The word "hands" occurs in some of the lines below; copy each of those lines.

** Opening Excerpted records block **

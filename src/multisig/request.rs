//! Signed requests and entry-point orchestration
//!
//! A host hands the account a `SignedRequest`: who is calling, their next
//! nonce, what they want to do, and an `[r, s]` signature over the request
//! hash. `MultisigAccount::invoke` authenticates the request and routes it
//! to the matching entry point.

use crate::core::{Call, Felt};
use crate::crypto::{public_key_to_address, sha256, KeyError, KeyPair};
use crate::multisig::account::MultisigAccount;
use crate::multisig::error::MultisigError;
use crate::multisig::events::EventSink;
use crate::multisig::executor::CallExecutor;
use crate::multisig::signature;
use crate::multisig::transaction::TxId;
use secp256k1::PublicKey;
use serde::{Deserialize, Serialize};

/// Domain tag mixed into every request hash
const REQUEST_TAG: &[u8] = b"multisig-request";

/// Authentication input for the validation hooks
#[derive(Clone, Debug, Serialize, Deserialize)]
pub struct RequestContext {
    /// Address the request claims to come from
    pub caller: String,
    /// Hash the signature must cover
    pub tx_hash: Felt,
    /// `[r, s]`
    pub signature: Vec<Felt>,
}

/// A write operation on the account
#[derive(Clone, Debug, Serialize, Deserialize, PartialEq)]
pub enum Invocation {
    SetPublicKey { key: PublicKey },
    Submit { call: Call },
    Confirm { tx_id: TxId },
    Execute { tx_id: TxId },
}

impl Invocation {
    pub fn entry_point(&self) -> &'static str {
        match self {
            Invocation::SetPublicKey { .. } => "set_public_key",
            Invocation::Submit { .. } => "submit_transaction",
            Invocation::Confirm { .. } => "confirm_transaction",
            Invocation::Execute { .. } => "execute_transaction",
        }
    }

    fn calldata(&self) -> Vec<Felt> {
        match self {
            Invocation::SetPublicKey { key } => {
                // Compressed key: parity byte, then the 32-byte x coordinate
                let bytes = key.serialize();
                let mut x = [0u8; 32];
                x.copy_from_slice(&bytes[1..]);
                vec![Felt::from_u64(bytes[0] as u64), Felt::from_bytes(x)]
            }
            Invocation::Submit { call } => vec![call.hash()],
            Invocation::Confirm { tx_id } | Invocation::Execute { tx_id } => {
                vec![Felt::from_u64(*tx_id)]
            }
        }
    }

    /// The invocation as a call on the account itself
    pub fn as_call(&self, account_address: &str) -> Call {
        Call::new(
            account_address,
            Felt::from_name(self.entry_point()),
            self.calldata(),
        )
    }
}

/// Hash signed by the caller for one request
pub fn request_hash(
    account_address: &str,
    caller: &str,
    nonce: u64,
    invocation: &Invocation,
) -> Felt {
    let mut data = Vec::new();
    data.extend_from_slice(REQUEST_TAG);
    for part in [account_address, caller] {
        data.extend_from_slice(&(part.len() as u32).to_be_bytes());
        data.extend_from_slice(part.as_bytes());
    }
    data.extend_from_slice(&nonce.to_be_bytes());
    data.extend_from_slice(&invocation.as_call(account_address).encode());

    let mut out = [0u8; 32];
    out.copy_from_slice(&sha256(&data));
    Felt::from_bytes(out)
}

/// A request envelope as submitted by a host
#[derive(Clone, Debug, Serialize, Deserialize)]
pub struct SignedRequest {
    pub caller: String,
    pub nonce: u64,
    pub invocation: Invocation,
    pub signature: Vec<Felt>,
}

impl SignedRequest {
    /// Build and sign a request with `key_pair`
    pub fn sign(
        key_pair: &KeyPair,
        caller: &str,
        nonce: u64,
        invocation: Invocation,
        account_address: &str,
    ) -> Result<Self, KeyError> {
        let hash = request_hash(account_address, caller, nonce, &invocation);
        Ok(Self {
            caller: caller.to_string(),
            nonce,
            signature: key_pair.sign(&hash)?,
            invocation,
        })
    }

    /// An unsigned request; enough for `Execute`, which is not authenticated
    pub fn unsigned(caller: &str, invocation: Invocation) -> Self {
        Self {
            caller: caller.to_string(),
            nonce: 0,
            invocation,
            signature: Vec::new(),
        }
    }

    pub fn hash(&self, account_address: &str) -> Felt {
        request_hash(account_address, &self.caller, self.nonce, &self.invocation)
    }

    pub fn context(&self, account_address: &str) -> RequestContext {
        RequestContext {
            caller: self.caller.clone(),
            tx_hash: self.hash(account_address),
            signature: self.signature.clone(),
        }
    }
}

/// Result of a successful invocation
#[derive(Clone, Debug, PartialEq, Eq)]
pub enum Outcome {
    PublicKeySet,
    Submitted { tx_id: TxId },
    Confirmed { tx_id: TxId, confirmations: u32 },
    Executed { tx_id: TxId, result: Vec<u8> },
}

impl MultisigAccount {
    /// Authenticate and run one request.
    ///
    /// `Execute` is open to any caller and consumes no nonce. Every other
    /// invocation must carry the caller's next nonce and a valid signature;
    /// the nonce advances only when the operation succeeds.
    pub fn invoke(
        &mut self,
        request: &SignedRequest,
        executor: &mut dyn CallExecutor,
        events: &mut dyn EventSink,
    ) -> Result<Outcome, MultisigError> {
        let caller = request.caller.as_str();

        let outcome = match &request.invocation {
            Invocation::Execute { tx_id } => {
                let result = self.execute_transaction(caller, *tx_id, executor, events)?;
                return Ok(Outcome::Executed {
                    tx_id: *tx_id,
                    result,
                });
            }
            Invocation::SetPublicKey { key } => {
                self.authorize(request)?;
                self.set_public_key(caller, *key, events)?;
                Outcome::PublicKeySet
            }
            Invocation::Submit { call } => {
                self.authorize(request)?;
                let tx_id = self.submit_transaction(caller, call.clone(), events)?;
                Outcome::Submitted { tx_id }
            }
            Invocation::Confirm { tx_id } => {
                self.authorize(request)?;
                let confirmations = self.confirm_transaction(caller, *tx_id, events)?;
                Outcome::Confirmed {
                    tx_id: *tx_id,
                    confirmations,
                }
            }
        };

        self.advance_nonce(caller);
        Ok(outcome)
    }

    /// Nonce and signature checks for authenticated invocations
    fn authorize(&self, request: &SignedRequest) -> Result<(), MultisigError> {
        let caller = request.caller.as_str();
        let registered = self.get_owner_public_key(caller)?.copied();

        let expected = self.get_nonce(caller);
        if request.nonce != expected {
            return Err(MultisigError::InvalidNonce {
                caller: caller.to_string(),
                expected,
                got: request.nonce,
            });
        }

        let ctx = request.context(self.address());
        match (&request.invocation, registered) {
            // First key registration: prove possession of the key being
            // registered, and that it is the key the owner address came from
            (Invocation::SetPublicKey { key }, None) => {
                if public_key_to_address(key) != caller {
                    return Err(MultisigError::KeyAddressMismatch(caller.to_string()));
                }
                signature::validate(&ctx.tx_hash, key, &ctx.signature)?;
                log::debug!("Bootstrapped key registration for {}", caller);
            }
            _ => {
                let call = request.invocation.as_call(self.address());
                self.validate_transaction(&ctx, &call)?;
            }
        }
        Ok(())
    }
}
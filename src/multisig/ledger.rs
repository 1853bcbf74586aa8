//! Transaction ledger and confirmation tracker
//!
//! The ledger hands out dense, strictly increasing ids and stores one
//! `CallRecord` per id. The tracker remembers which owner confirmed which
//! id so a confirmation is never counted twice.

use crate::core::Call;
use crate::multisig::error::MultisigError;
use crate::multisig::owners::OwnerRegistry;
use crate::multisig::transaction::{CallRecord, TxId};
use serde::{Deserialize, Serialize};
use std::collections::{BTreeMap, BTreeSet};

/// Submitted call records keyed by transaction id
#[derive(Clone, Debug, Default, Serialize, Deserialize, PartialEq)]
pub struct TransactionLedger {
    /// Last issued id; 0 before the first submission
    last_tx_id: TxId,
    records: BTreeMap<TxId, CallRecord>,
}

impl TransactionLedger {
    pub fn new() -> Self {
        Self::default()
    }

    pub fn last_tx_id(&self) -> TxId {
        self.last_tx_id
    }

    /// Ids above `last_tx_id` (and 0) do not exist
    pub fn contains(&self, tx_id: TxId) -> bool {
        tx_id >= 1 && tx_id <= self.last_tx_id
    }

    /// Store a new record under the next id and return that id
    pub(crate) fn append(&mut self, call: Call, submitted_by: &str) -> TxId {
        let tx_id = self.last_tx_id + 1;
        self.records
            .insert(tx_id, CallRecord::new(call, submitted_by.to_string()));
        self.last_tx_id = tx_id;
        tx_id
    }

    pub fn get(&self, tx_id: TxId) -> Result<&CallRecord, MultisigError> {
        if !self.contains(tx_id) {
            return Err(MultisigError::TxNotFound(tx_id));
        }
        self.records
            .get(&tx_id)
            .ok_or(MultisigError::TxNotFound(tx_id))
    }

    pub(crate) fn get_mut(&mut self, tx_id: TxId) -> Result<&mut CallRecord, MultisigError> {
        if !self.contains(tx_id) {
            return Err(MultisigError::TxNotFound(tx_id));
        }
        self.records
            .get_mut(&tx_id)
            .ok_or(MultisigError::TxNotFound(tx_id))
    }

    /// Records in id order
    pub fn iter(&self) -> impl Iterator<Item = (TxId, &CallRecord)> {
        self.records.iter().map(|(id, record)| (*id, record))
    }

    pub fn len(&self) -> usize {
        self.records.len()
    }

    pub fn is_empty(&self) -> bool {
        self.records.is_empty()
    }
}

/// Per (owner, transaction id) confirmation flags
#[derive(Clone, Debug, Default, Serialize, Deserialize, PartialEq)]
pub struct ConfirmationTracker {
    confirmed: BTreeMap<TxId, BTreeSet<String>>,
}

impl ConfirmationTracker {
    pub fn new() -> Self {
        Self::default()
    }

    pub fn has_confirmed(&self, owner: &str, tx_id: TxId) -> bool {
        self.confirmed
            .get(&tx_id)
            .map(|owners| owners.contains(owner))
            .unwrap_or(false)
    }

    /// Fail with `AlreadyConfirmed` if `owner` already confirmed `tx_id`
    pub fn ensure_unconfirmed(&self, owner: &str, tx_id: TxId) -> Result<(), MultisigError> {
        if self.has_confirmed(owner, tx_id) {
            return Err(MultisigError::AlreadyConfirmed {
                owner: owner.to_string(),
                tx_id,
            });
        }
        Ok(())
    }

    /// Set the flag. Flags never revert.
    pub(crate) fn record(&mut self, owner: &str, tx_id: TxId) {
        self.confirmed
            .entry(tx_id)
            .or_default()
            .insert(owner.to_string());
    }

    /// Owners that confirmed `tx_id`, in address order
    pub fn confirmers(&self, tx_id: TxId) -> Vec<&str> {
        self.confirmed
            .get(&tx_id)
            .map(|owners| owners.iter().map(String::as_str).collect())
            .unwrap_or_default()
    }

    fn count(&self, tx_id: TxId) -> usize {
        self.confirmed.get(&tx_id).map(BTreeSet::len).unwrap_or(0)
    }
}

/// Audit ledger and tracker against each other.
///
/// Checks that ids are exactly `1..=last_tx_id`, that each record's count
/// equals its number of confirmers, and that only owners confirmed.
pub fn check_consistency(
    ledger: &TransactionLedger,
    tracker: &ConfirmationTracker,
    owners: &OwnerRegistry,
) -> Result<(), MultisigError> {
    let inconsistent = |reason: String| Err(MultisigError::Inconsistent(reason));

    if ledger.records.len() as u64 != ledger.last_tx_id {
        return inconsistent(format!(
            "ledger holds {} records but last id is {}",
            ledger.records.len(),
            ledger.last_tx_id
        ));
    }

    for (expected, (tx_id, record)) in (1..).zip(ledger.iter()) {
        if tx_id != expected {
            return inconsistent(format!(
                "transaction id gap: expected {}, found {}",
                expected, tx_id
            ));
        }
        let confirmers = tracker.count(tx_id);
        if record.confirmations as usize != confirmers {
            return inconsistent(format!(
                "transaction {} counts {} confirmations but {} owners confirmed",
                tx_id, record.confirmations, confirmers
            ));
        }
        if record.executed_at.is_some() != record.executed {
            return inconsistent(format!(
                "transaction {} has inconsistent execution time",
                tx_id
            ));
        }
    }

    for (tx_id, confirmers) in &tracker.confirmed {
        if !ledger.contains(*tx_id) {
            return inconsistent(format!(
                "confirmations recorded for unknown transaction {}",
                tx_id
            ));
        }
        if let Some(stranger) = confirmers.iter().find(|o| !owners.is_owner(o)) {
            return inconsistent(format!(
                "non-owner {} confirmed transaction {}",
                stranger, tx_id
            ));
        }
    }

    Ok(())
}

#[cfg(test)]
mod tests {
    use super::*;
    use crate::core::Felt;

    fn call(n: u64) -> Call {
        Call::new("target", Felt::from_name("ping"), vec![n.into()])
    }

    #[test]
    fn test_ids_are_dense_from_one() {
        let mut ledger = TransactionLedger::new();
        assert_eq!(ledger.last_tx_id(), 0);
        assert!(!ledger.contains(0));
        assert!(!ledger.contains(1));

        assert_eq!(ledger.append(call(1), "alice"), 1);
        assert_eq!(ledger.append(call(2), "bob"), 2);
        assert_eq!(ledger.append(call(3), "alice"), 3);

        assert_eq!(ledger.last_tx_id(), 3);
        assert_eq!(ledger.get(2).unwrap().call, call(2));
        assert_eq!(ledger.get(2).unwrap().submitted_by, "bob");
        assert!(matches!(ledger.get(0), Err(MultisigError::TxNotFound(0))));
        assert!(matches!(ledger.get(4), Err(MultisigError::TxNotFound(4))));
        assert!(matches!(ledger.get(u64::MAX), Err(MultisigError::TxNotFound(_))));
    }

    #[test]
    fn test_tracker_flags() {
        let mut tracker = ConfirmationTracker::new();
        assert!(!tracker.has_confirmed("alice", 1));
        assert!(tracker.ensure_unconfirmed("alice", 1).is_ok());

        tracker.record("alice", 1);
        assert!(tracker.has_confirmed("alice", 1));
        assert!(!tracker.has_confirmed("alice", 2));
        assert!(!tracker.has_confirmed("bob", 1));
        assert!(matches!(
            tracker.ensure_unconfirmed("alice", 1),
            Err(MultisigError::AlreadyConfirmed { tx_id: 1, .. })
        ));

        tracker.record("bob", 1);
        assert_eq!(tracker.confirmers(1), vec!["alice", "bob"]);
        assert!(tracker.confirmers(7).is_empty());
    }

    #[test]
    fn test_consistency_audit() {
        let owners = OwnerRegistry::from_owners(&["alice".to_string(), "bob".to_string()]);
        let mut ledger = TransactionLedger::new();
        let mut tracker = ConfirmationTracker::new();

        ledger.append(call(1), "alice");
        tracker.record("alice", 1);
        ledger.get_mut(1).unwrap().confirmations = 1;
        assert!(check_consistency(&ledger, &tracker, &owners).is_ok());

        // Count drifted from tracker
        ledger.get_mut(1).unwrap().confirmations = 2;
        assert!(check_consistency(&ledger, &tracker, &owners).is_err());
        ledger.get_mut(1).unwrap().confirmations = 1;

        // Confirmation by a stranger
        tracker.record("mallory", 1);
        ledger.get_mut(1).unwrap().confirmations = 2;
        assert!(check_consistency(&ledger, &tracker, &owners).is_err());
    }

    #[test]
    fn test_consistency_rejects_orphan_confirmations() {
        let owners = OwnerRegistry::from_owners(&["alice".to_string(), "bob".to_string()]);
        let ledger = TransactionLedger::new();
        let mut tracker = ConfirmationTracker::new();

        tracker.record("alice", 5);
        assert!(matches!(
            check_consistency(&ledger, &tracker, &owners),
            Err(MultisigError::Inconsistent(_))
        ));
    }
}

** Closing Excerpted records block **

Finished task:
//! A host hands the account a `SignedRequest`: who is calling, their next
//! The ledger hands out dense, strictly increasing ids and stores one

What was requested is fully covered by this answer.